Waiting to Exhale

Is it love? Maybe vindication?

Photo by Tim Goedhart on Unsplash

It seems like aeons ago. The day I first met you. I was twenty-three. You were twenty-four. Both of us young, starry eyed and raring to go. It was a beautiful, warm but pretty normal day. No stars, no rainbows and a pot of gold at the end, just a standard meeting between two kindred souls. I saw you, for some reason I knew. Without a sliver of a doubt. I was right. It didn’t take long before we somehow found our way to each other.

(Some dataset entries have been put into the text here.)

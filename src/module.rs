/*!
# Feature modules

A [`Module`] declares which inbound stanzas it wants through a
[`Criterion`], advertises feature names and processes the stanzas it
matched. Modules are kept by [`ModulesManager`] in registration order and
consulted in that order.
*/
use std::fmt;
use std::sync::Arc;

use crate::client::ClientHandle;
use crate::element::Element;
use crate::error::Result;
use crate::filter::{FilterChain, StanzaFilter};

/// Predicate over elements.
#[derive(Clone)]
pub enum Criterion {
	Name(String),
	Xmlns(String),
	NameXmlns(String, String),
	/// First criterion matches the element itself, each following one
	/// matches some child of the element matched before.
	Chain(Vec<Criterion>),
	And(Vec<Criterion>),
	Or(Vec<Criterion>),
	Not(Box<Criterion>),
	Custom(Arc<dyn Fn(&Element) -> bool + Send + Sync>),
}

impl fmt::Debug for Criterion {
	fn fmt(&self, f: &mut fmt::Formatter<'_>) -> fmt::Result {
		match self {
			Self::Name(n) => f.debug_tuple("Name").field(n).finish(),
			Self::Xmlns(ns) => f.debug_tuple("Xmlns").field(ns).finish(),
			Self::NameXmlns(n, ns) => f.debug_tuple("NameXmlns").field(n).field(ns).finish(),
			Self::Chain(c) => f.debug_tuple("Chain").field(c).finish(),
			Self::And(c) => f.debug_tuple("And").field(c).finish(),
			Self::Or(c) => f.debug_tuple("Or").field(c).finish(),
			Self::Not(c) => f.debug_tuple("Not").field(c).finish(),
			Self::Custom(_) => f.write_str("Custom(..)"),
		}
	}
}

impl Criterion {
	pub fn name<S: Into<String>>(name: S) -> Self {
		Self::Name(name.into())
	}

	pub fn xmlns<S: Into<String>>(xmlns: S) -> Self {
		Self::Xmlns(xmlns.into())
	}

	pub fn name_xmlns<N: Into<String>, S: Into<String>>(name: N, xmlns: S) -> Self {
		Self::NameXmlns(name.into(), xmlns.into())
	}

	pub fn custom<F: Fn(&Element) -> bool + Send + Sync + 'static>(f: F) -> Self {
		Self::Custom(Arc::new(f))
	}

	pub fn matches(&self, element: &Element) -> bool {
		match self {
			Self::Name(n) => element.name() == n.as_str(),
			Self::Xmlns(ns) => element.xmlns() == Some(ns.as_str()),
			Self::NameXmlns(n, ns) => element.name() == n.as_str() && element.xmlns() == Some(ns.as_str()),
			Self::Chain(steps) => {
				let (first, rest) = match steps.split_first() {
					Some(v) => v,
					None => return false,
				};
				if !first.matches(element) {
					return false;
				}
				let mut current = element;
				for step in rest {
					match current.children().iter().find(|c| step.matches(c)) {
						Some(child) => current = child,
						None => return false,
					}
				}
				true
			}
			Self::And(all) => all.iter().all(|c| c.matches(element)),
			Self::Or(any) => any.iter().any(|c| c.matches(element)),
			Self::Not(c) => !c.matches(element),
			Self::Custom(f) => f(element),
		}
	}
}

/// Pluggable protocol feature.
pub trait Module: Send + Sync {
	/// Unique name; registering another module with the same name replaces
	/// this one.
	fn name(&self) -> &str;

	/// Stanzas to route to [`process`](Self::process). `None` means none.
	fn criteria(&self) -> Option<&Criterion>;

	/// Feature names to advertise.
	fn features(&self) -> &[&str] {
		&[]
	}

	fn incoming_filter(&self) -> Option<Arc<dyn StanzaFilter>> {
		None
	}

	fn outgoing_filter(&self) -> Option<Arc<dyn StanzaFilter>> {
		None
	}

	/// Handle a matched inbound stanza.
	///
	/// An error is answered with an error reply to the sender. Use
	/// [`Error::Stanza`](crate::Error::Stanza) to pick the condition.
	fn process(&self, element: &Element, client: &ClientHandle) -> Result<()>;
}

#[derive(Clone, Default)]
pub struct ModulesManager {
	modules: Vec<Arc<dyn Module>>,
}

impl fmt::Debug for ModulesManager {
	fn fmt(&self, f: &mut fmt::Formatter<'_>) -> fmt::Result {
		f.debug_list().entries(self.modules.iter().map(|m| m.name())).finish()
	}
}

impl ModulesManager {
	pub fn new() -> Self {
		Self::default()
	}

	pub fn register<M: Module + 'static>(&mut self, module: M) {
		self.register_arc(Arc::new(module))
	}

	pub fn register_arc(&mut self, module: Arc<dyn Module>) {
		match self.modules.iter_mut().find(|m| m.name() == module.name()) {
			Some(slot) => *slot = module,
			None => self.modules.push(module),
		}
	}

	pub fn get(&self, name: &str) -> Option<Arc<dyn Module>> {
		self.modules.iter().find(|m| m.name() == name).cloned()
	}

	pub fn is_registered(&self, name: &str) -> bool {
		self.modules.iter().any(|m| m.name() == name)
	}

	pub fn len(&self) -> usize {
		self.modules.len()
	}

	pub fn is_empty(&self) -> bool {
		self.modules.is_empty()
	}

	/// Union of all modules' features, first occurrence wins.
	pub fn available_features(&self) -> Vec<String> {
		let mut out: Vec<String> = Vec::new();
		for f in self.modules.iter().flat_map(|m| m.features().iter()) {
			if !out.iter().any(|o| o == f) {
				out.push(f.to_string());
			}
		}
		out
	}

	pub fn modules_for(&self, element: &Element) -> Vec<Arc<dyn Module>> {
		self.modules
			.iter()
			.filter(|m| m.criteria().map(|c| c.matches(element)).unwrap_or(false))
			.cloned()
			.collect()
	}

	pub fn incoming_filters(&self) -> FilterChain {
		let mut chain = FilterChain::new();
		for f in self.modules.iter().filter_map(|m| m.incoming_filter()) {
			chain.push_arc(f);
		}
		chain
	}

	pub fn outgoing_filters(&self) -> FilterChain {
		let mut chain = FilterChain::new();
		for f in self.modules.iter().filter_map(|m| m.outgoing_filter()) {
			chain.push_arc(f);
		}
		chain
	}
}

#[cfg(test)]
mod tests {
	use super::*;

	use crate::parse_element;

	struct Dummy {
		name: &'static str,
		criteria: Option<Criterion>,
		features: Vec<&'static str>,
	}

	impl Module for Dummy {
		fn name(&self) -> &str {
			self.name
		}

		fn criteria(&self) -> Option<&Criterion> {
			self.criteria.as_ref()
		}

		fn features(&self) -> &[&str] {
			&self.features
		}

		fn process(&self, _: &Element, _: &ClientHandle) -> Result<()> {
			Ok(())
		}
	}

	fn el(xml: &str) -> Element {
		parse_element(xml).unwrap()
	}

	#[test]
	fn criteria_combinators() {
		let ping = el("<iq type='get'><ping xmlns='urn:xmpp:ping'/></iq>");
		let msg = el("<message xmlns='jabber:client'><body>x</body></message>");

		assert!(Criterion::name("iq").matches(&ping));
		assert!(!Criterion::name("iq").matches(&msg));
		assert!(Criterion::xmlns("jabber:client").matches(&msg));
		assert!(Criterion::name_xmlns("message", "jabber:client").matches(&msg));
		assert!(!Criterion::name_xmlns("message", "jabber:server").matches(&msg));

		let chain = Criterion::Chain(vec![Criterion::name("iq"), Criterion::name_xmlns("ping", "urn:xmpp:ping")]);
		assert!(chain.matches(&ping));
		assert!(!chain.matches(&msg));
		assert!(!Criterion::Chain(vec![]).matches(&ping));

		assert!(Criterion::Or(vec![Criterion::name("iq"), Criterion::name("message")]).matches(&msg));
		assert!(!Criterion::And(vec![Criterion::name("iq"), Criterion::name("message")]).matches(&msg));
		assert!(Criterion::Not(Box::new(Criterion::name("iq"))).matches(&msg));
		assert!(Criterion::custom(|e| e.stanza_type() == Some("get")).matches(&ping));
	}

	#[test]
	fn manager_routes_in_registration_order() {
		let mut mgr = ModulesManager::new();
		mgr.register(Dummy {
			name: "b",
			criteria: Some(Criterion::name("iq")),
			features: vec!["urn:b", "urn:shared"],
		});
		mgr.register(Dummy {
			name: "a",
			criteria: Some(Criterion::xmlns("urn:x")),
			features: vec!["urn:shared", "urn:a"],
		});
		mgr.register(Dummy {
			name: "silent",
			criteria: None,
			features: vec![],
		});
		let names: Vec<String> = mgr
			.modules_for(&el("<iq xmlns='urn:x'/>"))
			.iter()
			.map(|m| m.name().to_string())
			.collect();
		assert_eq!(names, vec!["b", "a"]);
		assert_eq!(mgr.available_features(), vec!["urn:b", "urn:shared", "urn:a"]);
		assert!(mgr.is_registered("silent"));
		assert!(mgr.modules_for(&el("<message/>")).is_empty());
	}

	#[test]
	fn registering_same_name_replaces() {
		let mut mgr = ModulesManager::new();
		mgr.register(Dummy {
			name: "a",
			criteria: Some(Criterion::name("iq")),
			features: vec![],
		});
		mgr.register(Dummy {
			name: "a",
			criteria: Some(Criterion::name("message")),
			features: vec![],
		});
		assert_eq!(mgr.len(), 1);
		assert_eq!(mgr.modules_for(&el("<message/>")).len(), 1);
		assert!(mgr.modules_for(&el("<iq/>")).is_empty());
	}
}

What can I say? It was sweet, perhaps too sweet? For the first time, I had someone who could look at me and I felt like all the flaws I existed with until then didn’t matter. You took me seriously. You accepted every word out of my mouth and you held it to be the truth. My truth. You saw me. You became the bridge between the weird outsider I was to the shinier, more acceptable version I’d only imagined in my wildest dreams. How could I know it wouldn’t last? That trouble would soon follow. How could you know? But it did. Right on time like the first showers of rain in spring.

Only, we were still googly eyed. We brushed all aside and thought we’d conquered. That we were above it all. It’s true, I guess. The young go on as if everything is a given when it’s far from it. Despite the challenges, the unending back and forths, I did fall pregnant. It was the most fascinating and at the same time, one of my most painful experiences. We overcame and we thought we’d moved forward. Again. We moved in together. Struggles became standard yet there was also love. Perhaps, a little avoidance too? Actually, a lot. Burying our heads in the sand. Ignoring the big, blatant elephant in the room. Letting bygones be bygones apparently. You know, when I’m fighting hard to figure this whole thing out, I’m tempted to think this is exactly when we stopped growing. At least separately. Together too? Who knows?

A few years passed, we got married. Finally. I’d wanted it. I’d longed for it. When it came though, it felt heavy. Forced somehow. It was too late. The damage was already done. There was a honeymoon but never a honeymoon period. We started walking on eggshells. Plodding along with our eyes half-closed while our hearts held on to a dream once seen. Perhaps this is the time I should speak more for myself than you. By the time we decided to make it official, I had lost confidence in our union. I didn’t see how it would succeed yet I couldn’t say no. I couldn’t let go. This is not to say I stopped trying. Or that I lost my love. Because it was the one thing that kept me grounded. Despite the odds.

I think at first it was me. Then little signs, some missed, started showing themselves. You lost confidence too. It finally came to a head during the pandemic. You left me feeling betrayed, raw and unworthy. I accept that I made you feel the same way too. Numerous times. Let’s be clear. This is not to assign blame or weigh one hurt against the other. It is not to point out the narcissist or the villain in our picture. This is simply to say, from that moment, till to this one, I wait. For something; a word of acknowledgement. An apology. Some form of understanding. Accepting part of the blame. SOMETHING!!! And without it, this, it seems I can’t take the next breath. The next step. I am waiting. Infinitely. I can’t exhale.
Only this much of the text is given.